● DIRECTIONS FOR THIS TASK
Reproduce, from the lines below, exactly the stretch that begins at the line containing "policy accounts I/O." and ends at the line containing "for entry in", both included.

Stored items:
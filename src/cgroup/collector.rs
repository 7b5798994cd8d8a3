//! Built-in [`Collector`] implementations, one per cgroup v1 subsystem.
//!
//! Every collector first checks that the cgroup directory still exists, so a
//! removed cgroup is reported as `NotFound` rather than as a set of missing
//! files. Optional files inside an existing directory fall back to zero.

use std::io;
use std::path::Path;

use super::Collector;
use super::stats::{
    BlkioRecord, CpuThrottlingStat, CpuacctTicks, CpuacctUsage, HugetlbCounter, HugetlbRecord,
    KeyValueStat, MemoryCounter, MemoryCounterKind, MemoryRecord, RawStats, hugetlb,
    parse_blkio_entries, parse_flat_keyed, parse_single_value, parse_value_list,
};
use super::utils::{ensure_dir, read_optional_file};

/// `cpu` subsystem: throttling counters from `cpu.stat`.
#[derive(Debug, Default)]
pub struct CpuCollector;

impl Collector for CpuCollector {
    fn get_stats(&self, path: &Path) -> io::Result<RawStats> {
        ensure_dir(path)?;
        let stat = read_optional_file(path, "cpu.stat", CpuThrottlingStat::from_reader)?;
        Ok(RawStats::Cpu(stat.unwrap_or_default()))
    }
}

/// `cpuacct` subsystem: consumed CPU time.
#[derive(Debug, Default)]
pub struct CpuacctCollector;

impl Collector for CpuacctCollector {
    fn get_stats(&self, path: &Path) -> io::Result<RawStats> {
        ensure_dir(path)?;
        let total = read_optional_file(path, "cpuacct.usage", parse_single_value)?;
        let percpu = read_optional_file(path, "cpuacct.usage_percpu", parse_value_list)?;
        let ticks = read_optional_file(path, "cpuacct.stat", CpuacctTicks::from_reader)?
            .unwrap_or_default();

        Ok(RawStats::Cpuacct(CpuacctUsage {
            total: total.unwrap_or_default(),
            percpu: percpu.unwrap_or_default(),
            kernel: ticks.system_nanos(),
            user: ticks.user_nanos(),
        }))
    }
}

/// `memory` subsystem: usage triples and `memory.stat`.
#[derive(Debug, Default)]
pub struct MemoryCollector;

impl MemoryCollector {
    fn read_counter(path: &Path, kind: MemoryCounterKind) -> io::Result<Option<MemoryCounter>> {
        let Some(usage) = read_optional_file(path, &kind.usage_file(), parse_single_value)? else {
            return Ok(None);
        };
        let max_usage = read_optional_file(path, &kind.max_usage_file(), parse_single_value)?;
        let failcnt = read_optional_file(path, &kind.failcnt_file(), parse_single_value)?;

        Ok(Some(MemoryCounter {
            usage,
            max_usage: max_usage.unwrap_or_default(),
            failcnt: failcnt.unwrap_or_default(),
        }))
    }
}

impl Collector for MemoryCollector {
    fn get_stats(&self, path: &Path) -> io::Result<RawStats> {
        ensure_dir(path)?;
        Ok(RawStats::Memory(MemoryRecord {
            usage: Self::read_counter(path, MemoryCounterKind::Memory)?,
            swap: Self::read_counter(path, MemoryCounterKind::Swap)?,
            kernel: Self::read_counter(path, MemoryCounterKind::Kernel)?,
            stat: read_optional_file(path, "memory.stat", parse_flat_keyed)?.unwrap_or_default(),
        }))
    }
}

/// `blkio` subsystem: the eight recursive per-device statistics files.
#[derive(Debug, Default)]
pub struct BlkioCollector;

impl Collector for BlkioCollector {
    fn get_stats(&self, path: &Path) -> io::Result<RawStats> {
        ensure_dir(path)?;
        let read = |name: &str| -> io::Result<_> {
            Ok(read_optional_file(path, name, parse_blkio_entries)?.unwrap_or_default())
        };

        let mut record = BlkioRecord {
            io_service_bytes_recursive: read("blkio.io_service_bytes_recursive")?,
            io_serviced_recursive: read("blkio.io_serviced_recursive")?,
            io_queued_recursive: read("blkio.io_queued_recursive")?,
            io_service_time_recursive: read("blkio.io_service_time_recursive")?,
            io_wait_time_recursive: read("blkio.io_wait_time_recursive")?,
            io_merged_recursive: read("blkio.io_merged_recursive")?,
            io_time_recursive: read("blkio.time_recursive")?,
            sectors_recursive: read("blkio.sectors_recursive")?,
        };

        // Without the CFQ scheduler only the throttling policy accounts I/O.
        if record.io_serviced_recursive.is_empty() {
            record.io_service_bytes_recursive = read("blkio.throttle.io_service_bytes")?;
            record.io_serviced_recursive = read("blkio.throttle.io_serviced")?;
        }

        Ok(RawStats::Blkio(record))
    }
}

/// `hugetlb` subsystem: usage per supported huge page size.
#[derive(Debug, Default)]
pub struct HugetlbCollector;

impl Collector for HugetlbCollector {
    fn get_stats(&self, path: &Path) -> io::Result<RawStats> {
        ensure_dir(path)?;
        let mut record = HugetlbRecord::new();

        for entry in std::fs::read_dir(path)? {
            let entry = entry?;
            let file_name = entry.file_name();
            let Some(page_size) = file_name.to_str().and_then(hugetlb::page_size_from_file_name)
            else {
                continue;
            };

            let usage =
                read_optional_file(path, &hugetlb::usage_file(page_size), parse_single_value)?;
            let max_usage =
                read_optional_file(path, &hugetlb::max_usage_file(page_size), parse_single_value)?;
            let failcnt =
                read_optional_file(path, &hugetlb::failcnt_file(page_size), parse_single_value)?;

            record.insert(
                page_size.to_owned(),
                HugetlbCounter {
                    usage: usage.unwrap_or_default(),
                    max_usage: max_usage.unwrap_or_default(),
                    failcnt: failcnt.unwrap_or_default(),
                },
            );
        }

        Ok(RawStats::Hugetlb(record))
    }
}

/// Subsystems without accounting files (`cpuset`, `devices`, `freezer`,
/// `net_cls`, `net_prio`, `perf_event`).
#[derive(Debug, Default)]
pub struct NoopCollector;

impl Collector for NoopCollector {
    fn get_stats(&self, _path: &Path) -> io::Result<RawStats> {
        Ok(RawStats::Empty)
    }
}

● EXERCISE RESPONSE
        // Without the CFQ scheduler only the throttling policy accounts I/O.
        if record.io_serviced_recursive.is_empty() {
            record.io_service_bytes_recursive = read("blkio.throttle.io_service_bytes")?;
            record.io_serviced_recursive = read("blkio.throttle.io_serviced")?;
        }

        Ok(RawStats::Blkio(record))
    }
}

/// `hugetlb` subsystem: usage per supported huge page size.
#[derive(Debug, Default)]
pub struct HugetlbCollector;

impl Collector for HugetlbCollector {
    fn get_stats(&self, path: &Path) -> io::Result<RawStats> {
        ensure_dir(path)?;
        let mut record = HugetlbRecord::new();

        for entry in std::fs::read_dir(path)? {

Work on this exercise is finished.